++++ DATA SHOWN
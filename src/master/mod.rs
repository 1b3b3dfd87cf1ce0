/// I2C bus master: START, address, data and STOP generation on two lines.

mod context;
mod register;

pub use self::context::{
	DEFAULT_STRETCH_TIMEOUT_TICKS,
	MasterConfig,
	MasterContext,
};

pub use self::register::{
	RegisterOpOutcome,
	RegisterOps,
};

#[derive(Clone, Copy, PartialEq, Eq, PartialOrd, Ord, Hash, Debug)]
pub enum TransferOutcome {
	/// the last byte was acknowledged
	Acked,
	/// the address or a data byte was not acknowledged (or the bus hung)
	Nacked,
	/// a request was accepted and is in flight
	Started,
	/// the bus could not be claimed, or arbitration was lost
	NotStarted,
}

#[derive(Clone, Copy, PartialEq, Eq, Debug)]
pub struct WriteResult {
	pub outcome: TransferOutcome,
	/// bytes acknowledged by the slave; less than requested on early NACK
	pub bytes_sent: usize,
}

#[derive(Clone, PartialEq, Eq, Debug)]
pub struct ReadResult {
	pub outcome: TransferOutcome,
	/// exactly the bytes that were clocked in
	pub data: Vec<u8>,
}

/// Blocking master operations; `MasterContext` is the bit-banged
/// implementation.
pub trait Master {
	/// Write `buf` to `device_addr`. Without `send_stop` the bus stays
	/// claimed and the next operation starts with a repeated START.
	fn write(&mut self, device_addr: u8, buf: &[u8], send_stop: bool) -> WriteResult;

	fn read(&mut self, device_addr: u8, len: usize, send_stop: bool) -> ReadResult;

	/// End a transaction left open with `send_stop = false`.
	fn send_stop(&mut self);

	/// Whether the last operation left the bus claimed. False after any
	/// fault that released the lines, whatever `send_stop` asked for.
	fn is_bus_held(&self) -> bool;
}

impl<'a, M: ?Sized + Master> Master for &'a mut M {
	fn write(&mut self, device_addr: u8, buf: &[u8], send_stop: bool) -> WriteResult {
		M::write(*self, device_addr, buf, send_stop)
	}
	fn read(&mut self, device_addr: u8, len: usize, send_stop: bool) -> ReadResult {
		M::read(*self, device_addr, len, send_stop)
	}
	fn send_stop(&mut self) {
		M::send_stop(*self)
	}
	fn is_bus_held(&self) -> bool {
		M::is_bus_held(*self)
	}
}
/// Threaded front end for a master shared by several clients.
///
/// The master lives on its own worker thread; clients submit one request at
/// a time and collect the completion later. A client that leaves the bus
/// held (`send_stop = false`) keeps it until it ends the transaction; requests
/// from other clients wait in arrival order meanwhile.

use std::collections::VecDeque;
use std::sync::atomic::{
	AtomicUsize,
	Ordering,
};
use std::sync::mpsc::{
	self,
	Receiver,
	Sender,
	TryRecvError,
};
use std::thread::{
	self,
	JoinHandle,
};

use crate::master::{
	Master,
	ReadResult,
	TransferOutcome,
	WriteResult,
};
use crate::AResult;

#[derive(Clone, PartialEq, Eq, Debug)]
pub enum Request {
	Write {
		address: u8,
		data: Vec<u8>,
		send_stop: bool,
	},
	Read {
		address: u8,
		len: usize,
		send_stop: bool,
	},
	/// end a transaction this client left open
	Stop,
}

/// Result of a `Request`, same variant order.
#[derive(Clone, PartialEq, Eq, Debug)]
pub enum Completion {
	Write(WriteResult),
	Read(ReadResult),
	Stopped,
}

struct Job {
	client: usize,
	request: Request,
	reply: Sender<Completion>,
}

enum Command {
	Submit(Job),
	// client dropped
	Disconnect(usize),
	Shutdown,
}

// returns the completion and whether the bus stays claimed; a fault may have
// released the bus even without `send_stop`
fn execute<M: Master + ?Sized>(master: &mut M, request: &Request) -> (Completion, bool) {
	let completion = match request {
		Request::Write { address, data, send_stop } => {
			Completion::Write(master.write(*address, data, *send_stop))
		},
		Request::Read { address, len, send_stop } => {
			Completion::Read(master.read(*address, *len, *send_stop))
		},
		Request::Stop => {
			master.send_stop();
			Completion::Stopped
		},
	};
	(completion, master.is_bus_held())
}

fn worker<M: Master>(mut master: M, commands: Receiver<Command>) -> M {
	let mut holder: Option<usize> = None;
	let mut deferred: VecDeque<Job> = VecDeque::new();

	loop {
		let job = match deferred.pop_front() {
			Some(job) if holder.is_none() => job,
			front => {
				if let Some(job) = front {
					deferred.push_front(job);
				}
				match commands.recv() {
					Ok(Command::Submit(job)) => job,
					Ok(Command::Disconnect(client)) => {
						deferred.retain(|job| job.client != client);
						if holder == Some(client) {
							debug!("client {} gone while holding the bus, sending STOP", client);
							master.send_stop();
							holder = None;
						}
						continue;
					},
					Ok(Command::Shutdown) | Err(_) => break,
				}
			},
		};

		if let Some(current) = holder {
			if current != job.client {
				trace!("client {} waits for client {} to release the bus", job.client, current);
				deferred.push_back(job);
				continue;
			}
		}

		let (completion, held) = execute(&mut master, &job.request);
		holder = if held { Some(job.client) } else { None };
		// the client may have gone away meanwhile
		let _ = job.reply.send(completion);
	}

	if holder.is_some() {
		master.send_stop();
	}
	debug!("I2C master service stopped");
	master
}

/// Spawns the worker thread owning a master.
pub struct MasterService;

impl MasterService {
	pub fn spawn<M: Master + Send + 'static>(master: M) -> AResult<ServiceHandle<M>> {
		let (tx, rx) = mpsc::channel();
		let handle = thread::Builder::new()
			.name("i2c-master".into())
			.spawn(move || worker(master, rx))?;
		Ok(ServiceHandle {
			commands: tx,
			next_client: AtomicUsize::new(0),
			worker: handle,
		})
	}
}

pub struct ServiceHandle<M> {
	commands: Sender<Command>,
	next_client: AtomicUsize,
	worker: JoinHandle<M>,
}

impl<M> ServiceHandle<M> {
	pub fn client(&self) -> Client {
		Client {
			id: self.next_client.fetch_add(1, Ordering::SeqCst),
			commands: self.commands.clone(),
			reply: None,
		}
	}

	/// Stop the worker after the request it is currently running. Pending
	/// requests are dropped; their clients see `None`.
	pub fn shutdown(&self) {
		let _ = self.commands.send(Command::Shutdown);
	}

	/// Wait for the worker to stop and take the master back.
	pub fn join(self) -> AResult<M> {
		self.shutdown();
		match self.worker.join() {
			Ok(master) => Ok(master),
			Err(_) => bail!("I2C master worker panicked"),
		}
	}
}

/// One user of the shared master; at most one request outstanding.
pub struct Client {
	id: usize,
	commands: Sender<Command>,
	// set while a request is pending
	reply: Option<Receiver<Completion>>,
}

impl Client {
	pub fn id(&self) -> usize {
		self.id
	}

	pub fn is_pending(&self) -> bool {
		self.reply.is_some()
	}

	/// Queue a request. `NotStarted` if the previous one has not completed
	/// yet or the service is gone.
	pub fn submit(&mut self, request: Request) -> TransferOutcome {
		if self.reply.is_some() {
			debug!("client {}: request refused, previous one still pending", self.id);
			return TransferOutcome::NotStarted;
		}
		let (reply_tx, reply_rx) = mpsc::channel();
		let job = Job {
			client: self.id,
			request,
			reply: reply_tx,
		};
		if self.commands.send(Command::Submit(job)).is_err() {
			return TransferOutcome::NotStarted;
		}
		self.reply = Some(reply_rx);
		TransferOutcome::Started
	}

	/// Completion of the pending request, if it is there yet.
	pub fn poll(&mut self) -> Option<Completion> {
		let result = match &self.reply {
			Some(reply) => reply.try_recv(),
			None => return None,
		};
		match result {
			Ok(completion) => {
				self.reply = None;
				Some(completion)
			},
			Err(TryRecvError::Empty) => None,
			Err(TryRecvError::Disconnected) => {
				self.reply = None;
				None
			},
		}
	}

	/// Block until the pending request completes; `None` without one or when
	/// the service stopped first.
	pub fn wait(&mut self) -> Option<Completion> {
		self.reply.take().and_then(|reply| reply.recv().ok())
	}
}

impl Drop for Client {
	fn drop(&mut self) {
		let _ = self.commands.send(Command::Disconnect(self.id));
	}
}
use std::collections::VecDeque;
use std::sync::{
	Arc,
	Mutex,
	MutexGuard,
	PoisonError,
};

use super::{
	Drive,
	Levels,
	Peer,
};
use crate::error::ConfigError;
use crate::master::TransferOutcome;
use crate::timing::BusTiming;

#[derive(Clone, PartialEq, Eq, Debug)]
pub enum ScriptOp {
	Write(Vec<u8>),
	Read(usize),
}

/// One transaction of a `SimMaster` script.
#[derive(Clone, PartialEq, Eq, Debug)]
pub struct ScriptStep {
	pub address: u8,
	pub op: ScriptOp,
	pub send_stop: bool,
}

impl ScriptStep {
	pub fn write(address: u8, data: &[u8], send_stop: bool) -> Self {
		ScriptStep {
			address,
			op: ScriptOp::Write(data.to_vec()),
			send_stop,
		}
	}

	pub fn read(address: u8, len: usize, send_stop: bool) -> Self {
		ScriptStep {
			address,
			op: ScriptOp::Read(len),
			send_stop,
		}
	}
}

#[derive(Clone, PartialEq, Eq, Debug)]
pub struct ScriptResult {
	pub outcome: TransferOutcome,
	pub bytes_sent: usize,
	pub data: Vec<u8>,
}

#[derive(Default, Debug)]
struct Report {
	results: Vec<ScriptResult>,
	stretches: Vec<u64>,
	done: bool,
}

/// What a `SimMaster` saw; shared with the test while the master runs.
#[derive(Clone, Default, Debug)]
pub struct SimMasterReport(Arc<Mutex<Report>>);

impl SimMasterReport {
	fn lock(&self) -> MutexGuard<Report> {
		self.0.lock().unwrap_or_else(PoisonError::into_inner)
	}

	/// all script steps finished (and a held bus was released)
	pub fn is_done(&self) -> bool {
		self.lock().done
	}

	pub fn results(&self) -> Vec<ScriptResult> {
		self.lock().results.clone()
	}

	/// ticks SCL stayed low after each release that was stretched
	pub fn stretches(&self) -> Vec<u64> {
		self.lock().stretches.clone()
	}

	pub fn max_stretch(&self) -> u64 {
		self.lock().stretches.iter().cloned().max().unwrap_or(0)
	}
}

#[derive(Clone, Copy, PartialEq, Eq, Debug)]
enum Sample {
	Ignore,
	Bit,
	Ack,
}

#[derive(Clone, Copy, PartialEq, Eq, Debug)]
enum Op {
	/// release (`true`) or drive low
	Scl(bool),
	Sda(bool),
	Hold(u32),
	WaitSclHigh,
	Sample(Sample),
}

#[derive(Clone, Copy, PartialEq, Eq, Debug)]
enum Plan {
	Begin,
	AfterAddress,
	Write(usize),
	AfterWrite(usize),
	Read(usize),
	AfterRead(usize),
	Finish(TransferOutcome),
	Done,
}

/// Scripted remote master for exercising a slave on the simulated bus.
///
/// Runs its script step by step at the configured speed, waits for SCL to
/// really rise after every release (recording how long a slave stretched the
/// clock) and ends a transaction with STOP after any NACK it receives.
pub struct SimMaster {
	timing: BusTiming,
	script: Vec<ScriptStep>,
	index: usize,
	plan: Plan,
	held: bool,
	queue: VecDeque<Op>,
	hold_until: Option<u64>,
	wait_started: Option<u64>,
	shift: u8,
	last_ack: bool,
	result: ScriptResult,
	drive: Drive,
	report: SimMasterReport,
}

impl SimMaster {
	pub fn new(kbits_per_second: u32, script: Vec<ScriptStep>) -> Result<Self, ConfigError> {
		Ok(SimMaster {
			timing: BusTiming::new(kbits_per_second)?,
			script,
			index: 0,
			plan: Plan::Begin,
			held: false,
			queue: VecDeque::new(),
			hold_until: None,
			wait_started: None,
			shift: 0,
			last_ack: false,
			result: ScriptResult {
				outcome: TransferOutcome::NotStarted,
				bytes_sent: 0,
				data: Vec::new(),
			},
			drive: Drive::default(),
			report: SimMasterReport::default(),
		})
	}

	pub fn report(&self) -> SimMasterReport {
		self.report.clone()
	}

	fn push_start(&mut self) {
		let hold = self.timing.start_hold;
		self.queue.extend(&[Op::Sda(false), Op::Hold(hold), Op::Scl(false)]);
	}

	fn push_repeated_start(&mut self) {
		let low = self.timing.low_period;
		let setup = self.timing.restart_setup;
		self.queue.extend(&[Op::Sda(true), Op::Hold(low), Op::Scl(true), Op::WaitSclHigh, Op::Hold(setup)]);
		self.push_start();
	}

	fn push_stop(&mut self) {
		let low = self.timing.low_period;
		let setup = self.timing.stop_setup;
		let free = self.timing.bus_free();
		self.queue.extend(&[
			Op::Sda(false),
			Op::Hold(low),
			Op::Scl(true),
			Op::WaitSclHigh,
			Op::Hold(setup),
			Op::Sda(true),
			Op::Hold(free),
		]);
	}

	fn push_clock(&mut self, release_sda: bool, sample: Sample) {
		let low = self.timing.low_period;
		let high = self.timing.high_period;
		self.queue.extend(&[
			Op::Sda(release_sda),
			Op::Hold(low),
			Op::Scl(true),
			Op::WaitSclHigh,
			Op::Hold(high),
			Op::Sample(sample),
			Op::Scl(false),
		]);
	}

	fn push_byte(&mut self, byte: u8) {
		for bit in (0..8).rev() {
			self.push_clock(0 != byte & (1 << bit), Sample::Ignore);
		}
		// slave acknowledges
		self.push_clock(true, Sample::Ack);
	}

	fn plan_next(&mut self) {
		let step = match self.script.get(self.index) {
			Some(step) => step.clone(),
			None => {
				if self.held {
					self.push_stop();
					self.held = false;
				} else {
					self.report.lock().done = true;
					self.plan = Plan::Done;
				}
				return;
			},
		};

		self.plan = match self.plan {
			Plan::Begin => {
				self.result = ScriptResult {
					outcome: TransferOutcome::NotStarted,
					bytes_sent: 0,
					data: Vec::new(),
				};
				if self.held {
					self.push_repeated_start();
				} else {
					let free = self.timing.bus_free();
					self.queue.push_back(Op::Hold(free));
					self.push_start();
				}
				let read = match step.op {
					ScriptOp::Read(_) => 1,
					ScriptOp::Write(_) => 0,
				};
				self.push_byte((step.address << 1) | read);
				Plan::AfterAddress
			},
			Plan::AfterAddress if !self.last_ack => Plan::Finish(TransferOutcome::Nacked),
			Plan::AfterAddress => match step.op {
				ScriptOp::Write(_) => Plan::Write(0),
				ScriptOp::Read(_) => Plan::Read(0),
			},
			Plan::Write(i) => match &step.op {
				ScriptOp::Write(data) if i < data.len() => {
					self.push_byte(data[i]);
					Plan::AfterWrite(i)
				},
				_ => Plan::Finish(TransferOutcome::Acked),
			},
			Plan::AfterWrite(i) => {
				if self.last_ack {
					self.result.bytes_sent += 1;
					Plan::Write(i + 1)
				} else {
					Plan::Finish(TransferOutcome::Nacked)
				}
			},
			Plan::Read(i) => match step.op {
				ScriptOp::Read(len) if i < len => {
					self.shift = 0;
					for _ in 0..8 {
						self.push_clock(true, Sample::Bit);
					}
					// NACK the last byte
					self.push_clock(i + 1 == len, Sample::Ignore);
					Plan::AfterRead(i)
				},
				_ => Plan::Finish(TransferOutcome::Acked),
			},
			Plan::AfterRead(i) => {
				let byte = self.shift;
				self.result.data.push(byte);
				Plan::Read(i + 1)
			},
			Plan::Finish(outcome) => {
				self.result.outcome = outcome;
				self.report.lock().results.push(self.result.clone());
				if outcome == TransferOutcome::Nacked || step.send_stop {
					self.push_stop();
					self.held = false;
				} else {
					self.held = true;
				}
				self.index += 1;
				Plan::Begin
			},
			Plan::Done => Plan::Done,
		};
	}
}

impl Peer for SimMaster {
	fn step(&mut self, now: u64, levels: Levels) -> Drive {
		loop {
			let op = match self.queue.front() {
				Some(op) => *op,
				None if self.plan == Plan::Done => break,
				None => {
					self.plan_next();
					continue;
				},
			};
			match op {
				Op::Scl(release) => {
					self.queue.pop_front();
					if self.drive.scl_low == release {
						self.drive.scl_low = !release;
						// let the bus settle before looking at the lines again
						break;
					}
				},
				Op::Sda(release) => {
					self.queue.pop_front();
					if self.drive.sda_low == release {
						self.drive.sda_low = !release;
						break;
					}
				},
				Op::Hold(ticks) => {
					let until = *self.hold_until.get_or_insert(now + ticks as u64);
					if now < until {
						break;
					}
					self.hold_until = None;
					self.queue.pop_front();
				},
				Op::WaitSclHigh => {
					let started = *self.wait_started.get_or_insert(now);
					if !levels.scl {
						break;
					}
					if now > started {
						self.report.lock().stretches.push(now - started);
					}
					self.wait_started = None;
					self.queue.pop_front();
				},
				Op::Sample(sample) => {
					self.queue.pop_front();
					match sample {
						Sample::Ignore => (),
						Sample::Bit => self.shift = (self.shift << 1) | levels.sda as u8,
						Sample::Ack => self.last_ack = !levels.sda,
					}
				},
			}
		}
		self.drive
	}
}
++++++++
PROBLEM: Scan the data above for the word "transaction", then copy every line that holds it.

ANSWER TO THIS TASK:
	/// End a transaction left open with `send_stop = false`.
/// held (`send_stop = false`) keeps it until it ends the transaction; requests
	/// end a transaction this client left open
/// One transaction of a `SimMaster` script.
/// clock) and ends a transaction with STOP after any NACK it receives.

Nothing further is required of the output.